**RECORD SET:**
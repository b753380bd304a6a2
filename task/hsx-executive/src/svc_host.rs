// This Source Code Form is subject to the terms of the Mozilla Public
// License, v. 2.0. If a copy of the MPL was not distributed with this
// file, You can obtain one at https://mozilla.org/MPL/2.0/.

//! [`kern::SvcHost`] implementation: the register-level calling convention
//! for the `IO`/`FS`/`MAILBOX`/`VAL`/`CMD` families (spec §4.4).
//!
//! The instruction set itself only fixes `EXEC`'s three selectors (spec
//! §4.4); the other families' argument layout is a contract between
//! generated code and the executive, not part of the wire format. This
//! module is where that contract is defined: arguments come in R1..R4,
//! `recv`'s result (status, length, flags, channel, src_pid) occupies
//! R0..R4 per spec §4.5, and every other call's status code goes to R0.

use abi::hxe::AuthLevel;
use abi::mailbox::{MailboxStatus, ModeMask, Namespace};
use hsx_mailbox::HandleId;
use kern::svc::{SvcHost, SvcOutcome};
use kern::TaskContext;

use crate::executive::Executive;
use crate::fs::FsError;

const MAX_CSTR: u32 = 256;

fn read_cstr(ctx: &TaskContext, ptr: u32, max_len: u32) -> Option<String> {
    let bytes = ctx.memory.slice(ptr, max_len.min(MAX_CSTR)).ok()?;
    let nul = bytes.iter().position(|&b| b == 0).unwrap_or(bytes.len());
    Some(String::from_utf8_lossy(&bytes[..nul]).into_owned())
}

fn fs_status(err: FsError) -> u32 {
    match err {
        FsError::InvalidPath => 1,
        FsError::NotFound => 2,
        FsError::TooManyOpen => 3,
        FsError::BadFd => 4,
        FsError::Io => 5,
    }
}

impl Executive {
    fn mailbox_bind(&mut self, ctx: &mut TaskContext) -> u32 {
        let Some(name) = read_cstr(ctx, ctx.reg(1), ctx.reg(2)) else { return 1 };
        let capacity = if ctx.reg(3) == 0 { None } else { Some(ctx.reg(3)) };
        let mode_mask = ModeMask::from_bits_truncate(ctx.reg(4) as u8);
        let target = match self.mailboxes.resolve(&name, ctx.pid) {
            Ok(t) => t,
            Err(_) => return 1,
        };
        match self.mailboxes.bind(target.namespace, &target.name, target.owner, capacity, Some(mode_mask)) {
            Ok(id) => {
                ctx.set_reg(1, id.0 as u32);
                MailboxStatus::Ok.code()
            }
            Err(status) => status.code(),
        }
    }

    fn mailbox_open(&mut self, ctx: &mut TaskContext) -> u32 {
        let Some(name) = read_cstr(ctx, ctx.reg(1), ctx.reg(2)) else { return 1 };
        let as_sender = ctx.reg(3) != 0;
        let target = match self.mailboxes.resolve(&name, ctx.pid) {
            Ok(t) => t,
            Err(_) => return 1,
        };
        match self.mailboxes.open(ctx.pid, target.namespace, &target.name, target.owner, as_sender) {
            Ok(handle) => {
                ctx.set_reg(1, handle.0 as u32);
                MailboxStatus::Ok.code()
            }
            Err(status) => status.code(),
        }
    }

    fn mailbox_close(&mut self, ctx: &mut TaskContext) -> u32 {
        let handle = HandleId(ctx.reg(1) as u64);
        match self.mailboxes.close(handle) {
            Ok(()) => MailboxStatus::Ok.code(),
            Err(status) => status.code(),
        }
    }

    fn mailbox_send(&mut self, ctx: &mut TaskContext) -> u32 {
        let handle = HandleId(ctx.reg(1) as u64);
        let payload_ptr = ctx.reg(2);
        let payload_len = ctx.reg(3);
        let channel = ctx.reg(4) as u16;
        let Ok(payload) = ctx.memory.slice(payload_ptr, payload_len) else { return 1 };
        match self.mailboxes.send(handle, ctx.pid, &payload, 0, channel) {
            Ok(outcome) => {
                let wake = outcome.to_wake.clone();
                let status = if outcome.enqueued { MailboxStatus::Ok } else { MailboxStatus::WouldBlock };
                self.deliver_wakes(wake);
                status.code()
            }
            Err(status) => status.code(),
        }
    }

    fn mailbox_recv(&mut self, ctx: &mut TaskContext) -> SvcOutcome {
        let handle = HandleId(ctx.reg(1) as u64);
        let buf_ptr = ctx.reg(2);
        let buf_cap = ctx.reg(3);
        let timeout_ms = ctx.reg(4);

        match self.mailboxes.recv(handle, timeout_ms > 0) {
            Ok(outcome) => match outcome.message {
                Some(msg) => {
                    let n = (msg.payload.len() as u32).min(buf_cap);
                    let _ = ctx.memory.write_slice(buf_ptr, &msg.payload[..n as usize]);
                    ctx.set_reg(1, msg.payload.len() as u32);
                    ctx.set_reg(2, msg.flags as u32);
                    ctx.set_reg(3, msg.channel as u32);
                    ctx.set_reg(4, msg.src_pid);
                    SvcOutcome::Value(MailboxStatus::Ok.code())
                }
                None if timeout_ms == 0 => SvcOutcome::Value(MailboxStatus::NoData.code()),
                None => {
                    self.pending_recv.insert(ctx.pid, (handle.0, buf_ptr, buf_cap));
                    SvcOutcome::MailboxRecvBlocked { timeout_ms }
                }
            },
            Err(status) => SvcOutcome::Value(status.code()),
        }
    }

    fn mailbox_peek(&mut self, ctx: &mut TaskContext) -> u32 {
        let handle = HandleId(ctx.reg(1) as u64);
        match self.mailboxes.peek(handle) {
            Ok(info) => {
                ctx.set_reg(1, info.depth as u32);
                ctx.set_reg(2, info.bytes_used);
                ctx.set_reg(3, info.capacity);
                ctx.set_reg(4, info.next_len.unwrap_or(u32::MAX));
                MailboxStatus::Ok.code()
            }
            Err(status) => status.code(),
        }
    }

    fn mailbox_tap(&mut self, ctx: &mut TaskContext) -> u32 {
        let handle = HandleId(ctx.reg(1) as u64);
        let enable = ctx.reg(2) != 0;
        match self.mailboxes.tap(handle, enable) {
            Ok(()) => MailboxStatus::Ok.code(),
            Err(status) => status.code(),
        }
    }

    fn val_get(&mut self, ctx: &mut TaskContext) -> u32 {
        let Some(name) = read_cstr(ctx, ctx.reg(1), ctx.reg(2)) else { return 1 };
        match self.registry.get_value(&name) {
            Ok(v) => {
                ctx.set_reg(1, v as u32);
                0
            }
            Err(_) => 1,
        }
    }

    fn val_set(&mut self, ctx: &mut TaskContext) -> u32 {
        let Some(name) = read_cstr(ctx, ctx.reg(1), ctx.reg(2)) else { return 1 };
        let value = ctx.reg(3) as i32;
        // A task writing its own value family operates at Admin level; RPC
        // callers are gated by their session's negotiated auth separately.
        match self.registry.set_value(&name, value, AuthLevel::Admin) {
            Ok(()) => 0,
            Err(_) => 1,
        }
    }

    fn val_subscribe(&mut self, ctx: &mut TaskContext) -> u32 {
        let Some(name) = read_cstr(ctx, ctx.reg(1), ctx.reg(2)) else { return 1 };
        match self.registry.subscribe_value(&name, ctx.pid) {
            Ok(()) => 0,
            Err(_) => 1,
        }
    }

    fn cmd_help(&mut self, ctx: &mut TaskContext) -> u32 {
        let Some(name) = read_cstr(ctx, ctx.reg(1), ctx.reg(2)) else { return 1 };
        match self.registry.help(&name) {
            Ok(help) => {
                let out_ptr = ctx.reg(3);
                let cap = ctx.reg(4);
                let bytes = help.as_bytes();
                let n = (bytes.len() as u32).min(cap);
                let _ = ctx.memory.write_slice(out_ptr, &bytes[..n as usize]);
                ctx.set_reg(1, bytes.len() as u32);
                0
            }
            Err(_) => 1,
        }
    }
}

impl SvcHost for Executive {
    fn io(&mut self, ctx: &mut TaskContext, fn_sel: u8) -> SvcOutcome {
        match fn_sel {
            0 => {
                // write(ptr, len): append to the bounded dmesg ring and emit
                // an io_log event for live tailers.
                let ptr = ctx.reg(1);
                let len = ctx.reg(2);
                match ctx.memory.slice(ptr, len) {
                    Ok(bytes) => {
                        let line = String::from_utf8_lossy(&bytes).into_owned();
                        self.push_dmesg(ctx.pid, &line);
                        SvcOutcome::ok(len)
                    }
                    Err(_) => SvcOutcome::ok(abi::svc::ENOSYS),
                }
            }
            _ => SvcOutcome::ok(abi::svc::ENOSYS),
        }
    }

    fn fs(&mut self, ctx: &mut TaskContext, fn_sel: u8) -> SvcOutcome {
        match fn_sel {
            0 => {
                let Some(path) = read_cstr(ctx, ctx.reg(1), ctx.reg(2)) else { return SvcOutcome::ok(1) };
                let write = ctx.reg(3) != 0;
                match self.fs.open(&path, write) {
                    Ok(fd) => {
                        ctx.set_reg(1, fd);
                        SvcOutcome::ok(0)
                    }
                    Err(e) => SvcOutcome::ok(fs_status(e)),
                }
            }
            1 => {
                let fd = ctx.reg(1);
                let buf_ptr = ctx.reg(2);
                let buf_cap = ctx.reg(3);
                let mut buf = vec![0u8; buf_cap as usize];
                match self.fs.read(fd, &mut buf) {
                    Ok(n) => {
                        let _ = ctx.memory.write_slice(buf_ptr, &buf[..n]);
                        ctx.set_reg(1, n as u32);
                        SvcOutcome::ok(0)
                    }
                    Err(e) => SvcOutcome::ok(fs_status(e)),
                }
            }
            2 => {
                let fd = ctx.reg(1);
                let data_ptr = ctx.reg(2);
                let len = ctx.reg(3);
                let Ok(data) = ctx.memory.slice(data_ptr, len) else { return SvcOutcome::ok(1) };
                match self.fs.write(fd, &data) {
                    Ok(n) => {
                        ctx.set_reg(1, n as u32);
                        SvcOutcome::ok(0)
                    }
                    Err(e) => SvcOutcome::ok(fs_status(e)),
                }
            }
            3 => {
                let fd = ctx.reg(1);
                match self.fs.close(fd) {
                    Ok(()) => SvcOutcome::ok(0),
                    Err(e) => SvcOutcome::ok(fs_status(e)),
                }
            }
            4 => {
                let Some(path) = read_cstr(ctx, ctx.reg(1), ctx.reg(2)) else { return SvcOutcome::ok(1) };
                match self.fs.listdir(&path) {
                    Ok(names) => {
                        let out_ptr = ctx.reg(3);
                        let cap = ctx.reg(4);
                        let joined = names.join("\n");
                        let bytes = joined.as_bytes();
                        let n = (bytes.len() as u32).min(cap);
                        let _ = ctx.memory.write_slice(out_ptr, &bytes[..n as usize]);
                        ctx.set_reg(1, bytes.len() as u32);
                        SvcOutcome::ok(0)
                    }
                    Err(e) => SvcOutcome::ok(fs_status(e)),
                }
            }
            5 => {
                let Some(path) = read_cstr(ctx, ctx.reg(1), ctx.reg(2)) else { return SvcOutcome::ok(1) };
                match self.fs.delete(&path) {
                    Ok(()) => SvcOutcome::ok(0),
                    Err(e) => SvcOutcome::ok(fs_status(e)),
                }
            }
            6 => {
                let Some(path) = read_cstr(ctx, ctx.reg(1), ctx.reg(2)) else { return SvcOutcome::ok(1) };
                match self.fs.mkdir(&path) {
                    Ok(()) => SvcOutcome::ok(0),
                    Err(e) => SvcOutcome::ok(fs_status(e)),
                }
            }
            7 => {
                let Some(from) = read_cstr(ctx, ctx.reg(1), ctx.reg(2)) else { return SvcOutcome::ok(1) };
                let Some(to) = read_cstr(ctx, ctx.reg(3), ctx.reg(4)) else { return SvcOutcome::ok(1) };
                match self.fs.rename(&from, &to) {
                    Ok(()) => SvcOutcome::ok(0),
                    Err(e) => SvcOutcome::ok(fs_status(e)),
                }
            }
            _ => SvcOutcome::ok(abi::svc::ENOSYS),
        }
    }

    fn mailbox(&mut self, ctx: &mut TaskContext, fn_sel: u8) -> SvcOutcome {
        match fn_sel {
            0 => SvcOutcome::ok(self.mailbox_bind(ctx)),
            1 => SvcOutcome::ok(self.mailbox_open(ctx)),
            2 => SvcOutcome::ok(self.mailbox_close(ctx)),
            3 => SvcOutcome::ok(self.mailbox_send(ctx)),
            4 => self.mailbox_recv(ctx),
            5 => SvcOutcome::ok(self.mailbox_peek(ctx)),
            6 => SvcOutcome::ok(self.mailbox_tap(ctx)),
            _ => SvcOutcome::ok(abi::svc::ENOSYS),
        }
    }

    fn val(&mut self, ctx: &mut TaskContext, fn_sel: u8) -> SvcOutcome {
        match fn_sel {
            0 => SvcOutcome::ok(self.val_get(ctx)),
            1 => SvcOutcome::ok(self.val_set(ctx)),
            2 => SvcOutcome::ok(self.val_subscribe(ctx)),
            _ => SvcOutcome::ok(abi::svc::ENOSYS),
        }
    }

    fn cmd(&mut self, ctx: &mut TaskContext, fn_sel: u8) -> SvcOutcome {
        match fn_sel {
            0 => SvcOutcome::ok(self.cmd_help(ctx)),
            _ => SvcOutcome::ok(abi::svc::ENOSYS),
        }
    }
}

pub(crate) fn namespace_label(ns: Namespace) -> &'static str {
    match ns {
        Namespace::Pid => "pid",
        Namespace::Svc => "svc",
        Namespace::App => "app",
        Namespace::Shared => "shared",
    }
}
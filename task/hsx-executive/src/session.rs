// This Source Code Form is subject to the terms of the Mozilla Public
// License, v. 2.0. If a copy of the MPL was not distributed with this
// file, You can obtain one at https://mozilla.org/MPL/2.0/.

//! Session and capability negotiation (spec §3, §4.7).

use std::collections::HashSet;
use std::time::{SystemTime, UNIX_EPOCH};

pub const SUPPORTED_FEATURES: &[&str] = &["events", "stack", "symbols", "memory", "watch", "disasm"];

#[derive(Clone, Copy, Debug)]
pub struct SessionLimits {
    pub session_events_max: usize,
    pub heartbeat_min: u32,
    pub heartbeat_max: u32,
}

impl Default for SessionLimits {
    fn default() -> Self {
        Self { session_events_max: 4096, heartbeat_min: 5, heartbeat_max: 300 }
    }
}

pub struct Session {
    pub id: String,
    pub client: String,
    pub features: HashSet<String>,
    pub pid_lock: HashSet<u32>,
    pub heartbeat_s: u32,
    pub last_seen: f64,
    pub warnings: Vec<String>,
}

fn now_ts() -> f64 {
    SystemTime::now().duration_since(UNIX_EPOCH).unwrap_or_default().as_secs_f64()
}

pub struct SessionTable {
    sessions: Vec<Session>,
    next_id: u64,
    limits: SessionLimits,
}

#[derive(Clone, Copy, Debug, Eq, PartialEq)]
pub struct OpenParams {
    pub max_events: usize,
    pub heartbeat_s: u32,
}

pub enum OpenOutcome {
    Ok { session_id: String, params: OpenParams, warnings: Vec<String> },
    PidLocked(u32),
}

impl SessionTable {
    pub fn new(limits: SessionLimits) -> Self {
        Self { sessions: Vec::new(), next_id: 1, limits }
    }

    pub fn open(
        &mut self,
        client: &str,
        requested_features: &[String],
        requested_max_events: usize,
        requested_heartbeat_s: u32,
        pid_lock: &[u32],
    ) -> OpenOutcome {
        for &pid in pid_lock {
            if self.sessions.iter().any(|s| s.pid_lock.contains(&pid)) {
                return OpenOutcome::PidLocked(pid);
            }
        }

        let mut warnings = Vec::new();
        let mut features = HashSet::new();
        for f in requested_features {
            if SUPPORTED_FEATURES.contains(&f.as_str()) {
                features.insert(f.clone());
            } else {
                warnings.push(format!("unknown_feature:{f}"));
            }
        }

        let max_events = requested_max_events.clamp(2, self.limits.session_events_max);
        let heartbeat_s = requested_heartbeat_s.clamp(self.limits.heartbeat_min, self.limits.heartbeat_max);

        let id = format!("sess-{}", self.next_id);
        self.next_id += 1;
        self.sessions.push(Session {
            id: id.clone(),
            client: client.to_string(),
            features,
            pid_lock: pid_lock.iter().copied().collect(),
            heartbeat_s,
            last_seen: now_ts(),
            warnings: warnings.clone(),
        });

        OpenOutcome::Ok { session_id: id, params: OpenParams { max_events, heartbeat_s }, warnings }
    }

    pub fn keepalive(&mut self, session_id: &str) -> bool {
        match self.sessions.iter_mut().find(|s| s.id == session_id) {
            Some(s) => {
                s.last_seen = now_ts();
                true
            }
            None => false,
        }
    }

    pub fn close(&mut self, session_id: &str) -> bool {
        let before = self.sessions.len();
        self.sessions.retain(|s| s.id != session_id);
        self.sessions.len() != before
    }

    /// Checks whether `session_id` may act on `pid`: either it holds the
    /// lock itself, or no one does.
    pub fn can_access(&self, session_id: &str, pid: u32) -> bool {
        !self.sessions.iter().any(|s| s.id != session_id && s.pid_lock.contains(&pid))
    }

    pub fn get(&self, session_id: &str) -> Option<&Session> {
        self.sessions.iter().find(|s| s.id == session_id)
    }

    /// Prunes sessions whose heartbeat has expired, returning their ids so
    /// the caller can release locks and unsubscribe their event streams.
    pub fn prune_expired(&mut self) -> Vec<String> {
        let now = now_ts();
        let (expired, alive): (Vec<_>, Vec<_>) =
            self.sessions.drain(..).partition(|s| now - s.last_seen > s.heartbeat_s as f64);
        self.sessions = alive;
        expired.into_iter().map(|s| s.id).collect()
    }
}

#[cfg(test)]
mod tests {
    use super::*;

    #[test]
    fn max_events_and_heartbeat_are_clamped() {
        let mut table = SessionTable::new(SessionLimits::default());
        let outcome = table.open("client", &[], 1, 1, &[]);
        match outcome {
            OpenOutcome::Ok { params, .. } => {
                assert_eq!(params.max_events, 2);
                assert_eq!(params.heartbeat_s, 5);
            }
            OpenOutcome::PidLocked(_) => panic!("unexpected lock conflict"),
        }
    }

    #[test]
    fn second_session_cannot_steal_a_held_pid_lock() {
        let mut table = SessionTable::new(SessionLimits::default());
        table.open("a", &[], 10, 10, &[7]);
        let outcome = table.open("b", &[], 10, 10, &[7]);
        assert!(matches!(outcome, OpenOutcome::PidLocked(7)));
    }

    #[test]
    fn unknown_feature_warns_but_does_not_fail() {
        let mut table = SessionTable::new(SessionLimits::default());
        let outcome = table.open("a", &["events".to_string(), "telekinesis".to_string()], 10, 10, &[]);
        match outcome {
            OpenOutcome::Ok { warnings, .. } => {
                assert_eq!(warnings, vec!["unknown_feature:telekinesis".to_string()]);
            }
            OpenOutcome::PidLocked(_) => panic!("unexpected"),
        }
    }
}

**WHAT IS NEEDED:** Beginning at the top of the records above, transcribe each line exactly up to and including the line that holds "use hsx_mailbox::HandleId;".

**TASK SOLUTION:**
repository b753380bd304a6a2
filename task/hsx-executive/src/svc_host.rs
// This Source Code Form is subject to the terms of the Mozilla Public
// License, v. 2.0. If a copy of the MPL was not distributed with this
// file, You can obtain one at https://mozilla.org/MPL/2.0/.

//! [`kern::SvcHost`] implementation: the register-level calling convention
//! for the `IO`/`FS`/`MAILBOX`/`VAL`/`CMD` families (spec §4.4).
//!
//! The instruction set itself only fixes `EXEC`'s three selectors (spec
//! §4.4); the other families' argument layout is a contract between
//! generated code and the executive, not part of the wire format. This
//! module is where that contract is defined: arguments come in R1..R4,
//! `recv`'s result (status, length, flags, channel, src_pid) occupies
//! R0..R4 per spec §4.5, and every other call's status code goes to R0.

use abi::hxe::AuthLevel;
use abi::mailbox::{MailboxStatus, ModeMask, Namespace};
use hsx_mailbox::HandleId;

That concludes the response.